8.働きがいも経済成長も9.産業と技術革新の基盤をつくろう

後継者の精神的健康とレジリエンス:地域連携を活用した文理融合アプローチによるレジリエンス促進プログラム開発と事業承継支援

  • 重点研究課題:

    (3)(4)(5)

  • 研究代表者:

    山本 聡 教授(経営学部経営学科)

  • 研究期間:

    2024年4月~2027年3月

for “Engagement and Resilience of Japanese Small Business”

−中小企業経営者のやりがいとは何か?」に挑む−
写真:会議風景

地域経済の基盤である中小企業において、経営者の高齢化が進み、後継者の育成が課題とされている。事業承継者の働きがいや幸福感、またレジリエンスはどのように生まれるのか。本研究では経営学や経済学の視点に加え、教育学や心理学、脳科学、精神医学の手法も取り入れながら、「レジリエンス促進プログラム」を開発し、社会課題の解決へと導いていく。

取材:2024年7月

事業後継者の働きがいや幸福感、レジリエンスを解明しより良い事業承継のあり方を探る

経営者の高齢化が進展するなか、後継者の育成は解決すべき社会課題です。中小企業は地域経済の基盤であり、後継者教育による事業承継支援は、地域社会発展と新産業創出につながります。その目的を実現するために、本プロジェクトでは、中小企業の後継者・支援者を対象にする「レジリエンス促進プログラム」の開発・実装を目指しています。事業後継者の働きがいや幸福感、ストレスやストレスを乗り越える力であるレジリエンスがどのように生まれるのかを解明し、問題解決に役立てたいと考えます。

そこで、従来の中小企業経営論や経営学、経済学の視点だけではなく、教育学、心理学、脳科学、精神医学の手法やアイデアを取り入れながら、より良い事業後継のあり方を探り、問題解決に向けた研究を進めています。

写真:会議風景

例えば成人教育学・教育学の視点からは、起業家、特に女性起業家のリーダーシップ養成に関するプログラム開発を進めています。この研究が社会に果たす意義は、「持続可能な社会づくりのために、人々が真に働き続けることができる装置の構築」だと考えます。
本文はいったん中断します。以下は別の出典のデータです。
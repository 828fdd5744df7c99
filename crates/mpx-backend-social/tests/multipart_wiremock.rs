// SPDX-License-Identifier: MIT OR Apache-2.0
//! End-to-end multipart backend tests against a mock server.

use mpx_backend::{Backend, CancelToken, UploadRequest};
use mpx_backend_social::{ApiTokenBackend, CookieSiteBackend, WeiboBackend};
use mpx_config::{ApiTokenParams, BackendConfig, CookieParams, UserConfig};
use mpx_core::BackendId;
use std::io::Write;
use wiremock::matchers::{header, method, path};
use wiremock::{Mock, MockServer, ResponseTemplate};

fn temp_png(dir: &tempfile::TempDir) -> std::path::PathBuf {
    let path = dir.path().join("pic.png");
    let mut f = std::fs::File::create(&path).unwrap();
    f.write_all(&[1u8; 2048]).unwrap();
    path
}

fn request(file: &std::path::Path, backend: BackendId) -> UploadRequest {
    UploadRequest::new(
        file,
        mpx_progress::ProgressSink::disabled(backend),
        CancelToken::new(),
    )
}

fn weibo_config(cookie: &str) -> UserConfig {
    let mut config = UserConfig::default();
    config.backends.insert(
        BackendId::Weibo,
        BackendConfig::Weibo(CookieParams {
            cookie: cookie.into(),
            enabled: true,
        }),
    );
    config
}

#[tokio::test]
async fn weibo_upload_extracts_pid_and_builds_cdn_url() {
    let server = MockServer::start().await;
    Mock::given(method("POST"))
        .and(path("/upload"))
        .and(header("cookie", "SUB=abc; SUBP=def"))
        .respond_with(ResponseTemplate::new(200).set_body_string(
            r#"{"code":"A00000","data":{"pics":{"pic_1":{"pid":"007Xyz"}}}}"#,
        ))
        .mount(&server)
        .await;

    let backend = WeiboBackend::from_config(&weibo_config("SUB=abc; SUBP=def"))
        .unwrap()
        .with_urls(format!("{}/upload", server.uri()), server.uri());

    let dir = tempfile::tempdir().unwrap();
    let file = temp_png(&dir);
    let result = backend.upload(request(&file, BackendId::Weibo)).await.unwrap();
    assert_eq!(result.file_key, "007Xyz");
    assert_eq!(result.url, "https://tvax1.sinaimg.cn/large/007Xyz.jpg");
    assert_eq!(result.size_bytes, 2048);
}

#[tokio::test]
async fn weibo_error_code_maps_to_credential_expired() {
    let server = MockServer::start().await;
    Mock::given(method("POST"))
        .respond_with(
            ResponseTemplate::new(200)
                .set_body_string(r#"{"code":"100006","msg":"token expired"}"#),
        )
        .mount(&server)
        .await;

    let backend = WeiboBackend::from_config(&weibo_config("SUB=old"))
        .unwrap()
        .with_urls(server.uri(), server.uri());

    let dir = tempfile::tempdir().unwrap();
    let file = temp_png(&dir);
    let err = backend
        .upload(request(&file, BackendId::Weibo))
        .await
        .unwrap_err();
    assert_eq!(err.code(), "CREDENTIAL_EXPIRED");
    assert_eq!(err.expired_backend(), Some(BackendId::Weibo));
}

#[tokio::test]
async fn weibo_http_401_maps_to_credential_expired() {
    let server = MockServer::start().await;
    Mock::given(method("POST"))
        .respond_with(ResponseTemplate::new(401))
        .mount(&server)
        .await;

    let backend = WeiboBackend::from_config(&weibo_config("SUB=old"))
        .unwrap()
        .with_urls(server.uri(), server.uri());

    let dir = tempfile::tempdir().unwrap();
    let file = temp_png(&dir);
    let err = backend
        .upload(request(&file, BackendId::Weibo))
        .await
        .unwrap_err();
    assert_eq!(err.code(), "CREDENTIAL_EXPIRED");
}

#[tokio::test]
async fn bilibili_sends_csrf_from_cookie() {
    let server = MockServer::start().await;
    Mock::given(method("POST"))
        .respond_with(ResponseTemplate::new(200).set_body_string(
            r#"{"code":0,"data":{"image_url":"https://i0.hdslb.com/bfs/x.png"}}"#,
        ))
        .expect(1)
        .mount(&server)
        .await;

    let mut config = UserConfig::default();
    config.backends.insert(
        BackendId::Bilibili,
        BackendConfig::Bilibili(CookieParams {
            cookie: "SESSDATA=s; bili_jct=csrf-token".into(),
            enabled: true,
        }),
    );
    let backend = CookieSiteBackend::from_config(BackendId::Bilibili, &config)
        .unwrap()
        .with_urls(server.uri(), server.uri());

    let dir = tempfile::tempdir().unwrap();
    let file = temp_png(&dir);
    let result = backend
        .upload(request(&file, BackendId::Bilibili))
        .await
        .unwrap();
    assert_eq!(result.url, "https://i0.hdslb.com/bfs/x.png");

    // The multipart body carried the csrf field copied from the cookie.
    let requests = server.received_requests().await.unwrap();
    let body = String::from_utf8_lossy(&requests[0].body).into_owned();
    assert!(body.contains("csrf-token"));
    assert!(body.contains("name=\"csrf\""));
}

#[tokio::test]
async fn smms_upload_parses_data_url() {
    let server = MockServer::start().await;
    Mock::given(method("POST"))
        .and(header("authorization", "tok"))
        .respond_with(ResponseTemplate::new(200).set_body_string(
            r#"{"success":true,"data":{"url":"https://s2.loli.net/x.png"}}"#,
        ))
        .mount(&server)
        .await;

    let mut config = UserConfig::default();
    config.backends.insert(
        BackendId::Smms,
        BackendConfig::Smms(ApiTokenParams {
            api_token: "tok".into(),
            enabled: true,
        }),
    );
    let backend = ApiTokenBackend::from_config(BackendId::Smms, &config)
        .unwrap()
        .with_urls(server.uri(), server.uri());

    let dir = tempfile::tempdir().unwrap();
    let file = temp_png(&dir);
    let result = backend.upload(request(&file, BackendId::Smms)).await.unwrap();
    assert_eq!(result.url, "https://s2.loli.net/x.png");
}

#[tokio::test]
async fn api_token_401_is_auth_failure_not_expiry() {
    let server = MockServer::start().await;
    Mock::given(method("POST"))
        .respond_with(ResponseTemplate::new(401).set_body_string("bad token"))
        .mount(&server)
        .await;

    let mut config = UserConfig::default();
    config.backends.insert(
        BackendId::Imgur,
        BackendConfig::Imgur(ApiTokenParams {
            api_token: "cid".into(),
            enabled: true,
        }),
    );
    let backend = ApiTokenBackend::from_config(BackendId::Imgur, &config)
        .unwrap()
        .with_urls(server.uri(), server.uri());

    let dir = tempfile::tempdir().unwrap();
    let file = temp_png(&dir);
    let err = backend
        .upload(request(&file, BackendId::Imgur))
        .await
        .unwrap_err();
    assert_eq!(err.code(), "AUTH_FAILURE");
}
また、現在、月に一度、中小企業経営者や事業承継者を招聘(しょうへい)し、自社概要と事業承継までの道程と契機、その後の経営成果などを共有する研究会を開催しています。今後はリーダーたちの生の声や経験をもとにした情報から事業承継に関するさまざまな悩みややりがいをデータとして蓄積し、実際の中小企業政策にフィードバックさせていくことを計画しています。さらには、中小企業経営者や行政機関向けのシンポジウムを開催するなど、情報発信にも力を注いでいきます。

写真:山本 聡 教授

山本 聡

経営学部経営学科教授、本研究プロジェクト代表。
機械振興協会経済研究所、東京経済大学経営学部を経て、2019年4月より東洋大学経営学部教授。金型や部品加工など素形材産業を主な対象としながら、国内・海外の中小企業の経営体制の変化を解明することを研究テーマとしている。学術論文や書籍だけでなく、企業経営者や技術者向けに産業・企業動向に関する多数のレポートを寄稿する一方、国内外でさまざまなセミナー講師も務めている。東洋大学産官学連携推進センター副センター長、経営学研究科ビジネス会計ファイナンス専攻長および中小企業診断士登録養成コース長。